Pour le résumer en quelques mots, disons que la réalité et la virtualité s’interpénètrent constamment. Qu’elles tendent moins à s’exclure l’une et l’autre qu’à se compléter l’une dans l’autre. A tous ceux qui soutiendraient qu’un snap envoyé du toit de Beaubourg à une amie est moins réel qu’une promenade de 2h avec elle dans le Marais, je rétorquerais qu’il n’en est rien, que nous sommes en présence de deux modes de communication qui diffèrent sur de nombreux points, il est vrai, mais pas sur celui du rapport entretenu avec la réalité. Tout simplement parce que “réel”, au sens de pur, aucun des deux ne l’est absolument.

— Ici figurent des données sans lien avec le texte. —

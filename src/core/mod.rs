//! Pure core of the alarm panel.
//!
//! This module holds the data model and the acceptance rules:
//! - Canonical state and its read-only views
//! - Origin tags carried by every request
//! - Pure acceptance rules per operation
//! - Bounded transition history
//!
//! Nothing in here schedules timers, takes locks or talks to observers. The
//! [`crate::machine`] shell does that around these functions.

mod history;
mod origin;
pub mod rules;
mod state;

pub use history::{TransitionHistory, TransitionRecord, DEFAULT_HISTORY_CAPACITY};
pub use origin::Origin;
pub use rules::{ManualClearPolicy, PanelPolicy, RejectedTripPolicy, Request};
pub use state::{ArmMode, CurrentState, PanelState, SecurityState, Snapshot, TargetMode};
//! Web control surface.
//!
//! Serves a single control page and a small JSON API over the panel.
//! Every write through the API is tagged [`Origin::ExternalSync`]: it reflects
//! a state someone else already decided, so it may set `tripped` but can never
//! clear it or raise the alarm directly.

use crate::accessory::{AlarmAccessory, Characteristic, CharacteristicValue};
use crate::config::WebUiConfig;
use crate::core::{Origin, Snapshot, TargetMode, TransitionHistory};
use crate::machine::{AlarmPanel, RequestResult};
use axum::extract::{DefaultBodyLimit, State};
use axum::response::Html;
use axum::routing::get;
use axum::{Json, Router};
use serde::Deserialize;
use std::collections::BTreeMap;
use std::sync::Arc;
use tokio::net::TcpListener;
use tracing::{debug, info};

pub mod tls;

pub use tls::{load_acceptor, serve_tls, TlsError};


const INDEX_HTML: &str = include_str!("../../html/index.html");

#[derive(Clone)]
pub struct AppState {
    pub panel: AlarmPanel,
    pub accessory: Arc<AlarmAccessory>,
    pub web_ui: WebUiConfig,
}

/// Body of `POST /api/state`. Absent fields are left alone.
#[derive(Clone, Debug, Default, PartialEq, Eq, Deserialize)]
#[serde(rename_all = "camelCase")]
pub struct StateUpdate {
    pub target_state: Option<TargetMode>,
    /// Shorthand for `targetState`: true arms away, false disarms
    pub away: Option<bool>,
    pub tripped: Option<bool>,
}

pub fn build_app(state: AppState) -> Router {
    let api = Router::new()
        .route("/state", get(api_state).post(api_state_update))
        .route("/config", get(api_config))
        .route("/history", get(api_history))
        .route("/accessory", get(api_accessory));

    Router::new()
        .route("/", get(index))
        .nest("/api", api)
        .layer(DefaultBodyLimit::max(16 * 1024))
        .with_state(state)
}

/// Serve until `shutdown` resolves.
pub async fn serve<F>(listener: TcpListener, state: AppState, shutdown: F) -> std::io::Result<()>
where
    F: std::future::Future<Output = ()> + Send + 'static,
{
    axum::serve(listener, build_app(state))
        .with_graceful_shutdown(shutdown)
        .await
}

async fn index() -> Html<&'static str> {
    Html(INDEX_HTML)
}

async fn api_state(State(state): State<AppState>) -> Json<Snapshot> {
    Json(state.panel.state())
}

async fn api_state_update(
    State(state): State<AppState>,
    Json(update): Json<StateUpdate>,
) -> Json<Snapshot> {
    debug!(?update, "state update received");
    let panel = &state.panel;

    let target = update.target_state.or(update.away.map(|away| {
        if away {
            TargetMode::Away
        } else {
            TargetMode::Disarm
        }
    }));
    if let Some(target) = target {
        log_result("targetState", panel.request_arm_mode(target, Origin::ExternalSync));
    }
    if let Some(tripped) = update.tripped {
        log_result("tripped", panel.request_tripped(tripped, Origin::ExternalSync));
    }

    Json(panel.state())
}

fn log_result(field: &str, result: RequestResult) {
    match result {
        Ok(outcome) => debug!(field, ?outcome, "web update applied"),
        Err(rejection) => info!(field, %rejection, "web update rejected"),
    }
}

async fn api_config(State(state): State<AppState>) -> Json<WebUiConfig> {
    Json(state.web_ui)
}

async fn api_history(State(state): State<AppState>) -> Json<TransitionHistory> {
    Json(state.panel.history())
}

async fn api_accessory(
    State(state): State<AppState>,
) -> Json<BTreeMap<String, CharacteristicValue>> {
    Json(
        state
            .accessory
            .values()
            .into_iter()
            .map(|(c, v)| (characteristic_key(c).to_string(), v))
            .collect(),
    )
}

fn characteristic_key(characteristic: Characteristic) -> &'static str {
    match characteristic {
        Characteristic::SecuritySystemTargetState => "securitySystemTargetState",
        Characteristic::SecuritySystemCurrentState => "securitySystemCurrentState",
        Characteristic::TrippedOn => "trippedOn",
        Characteristic::ArmingContactSensorState => "armingContactSensorState",
    }
}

Pour s’en rendre compte, sortons des quartiers parisiens pour observer la plage d’Etretat d’en haut d’une falaise. Finalement, ce que je me représente de réalité autour de moi n’a rien d’absolument essentiel puisque mes sens et ma cognition jouent un premier rôle de médiation entre moi-même et mon environnement. Ensemble ils captent, encodent, traitent et restituent un nombre incalculable de signes et d’informations. Imaginons maintenant que ce même panorama normand me soit envoyé en vidéo par un ami, pendant que je suis au fond de mon lit. L’application ne vient ajouter que de nombreux maillons supplémentaires à la chaîne de médiation cognitivement initiée par mon cerveau et sensiblement engendrée par mes sens. Autrement dit, elle ne me sépare qu’un peu plus — un peu moins affirmeront les plus béas— de la pure réalité. Elle me la représente de façon plus petite, aplanie, et me prive encore de certaines sensations comme l’odeur ou le toucher. Or il s’agit bien d’une différence de degré, et non de nature. La vérité vraie, elle, est ailleurs. Certains pourront arguer qu’elle n’existe pas. D’autres, plus prudent, l’estimeront bien trop éloignée des derniers sentiers battus qui nous sont encore accessibles, à nous, petites créatures mortelles déterminées par le temps.

La vidéo d’Etretat, comme les snaps envoyés à mon amie, ne sont donc ni exclusivement virtuels, ni essentiellement irréels. Ils incorporent tout simplement davantage de médiation et modifient le référentiel à travers lequel nous percevons la réalité. Mais que dira-t-on lorsque la technologie sera en mesure de simuler à l’identique notre présence au sein d’environnements hologrammiques ? Au final, il y a deux principaux caractères dont ces représentations virtuelle du monde se retrouvent strictement dépourvues: le spatial et le biologique. Qu’on pourrait rassembler en un seul: le physique. On gagnerait alors tous en clairvoyance si l’on pensait désormais ensemble, mêlées pour le meilleur comme pour le pire, ces deux notions de réalité et de virtualité. Et pour cela, commencer par substituer dans notre langage commun un antagonisme fallacieux par un autre plus honnête, à savoir réel/virtuel par physique/virtuel. On pourra ainsi affirmer haut et fort que “Oui ! Le virtuel est bien réel, c’est physique qu’il n’est pas”.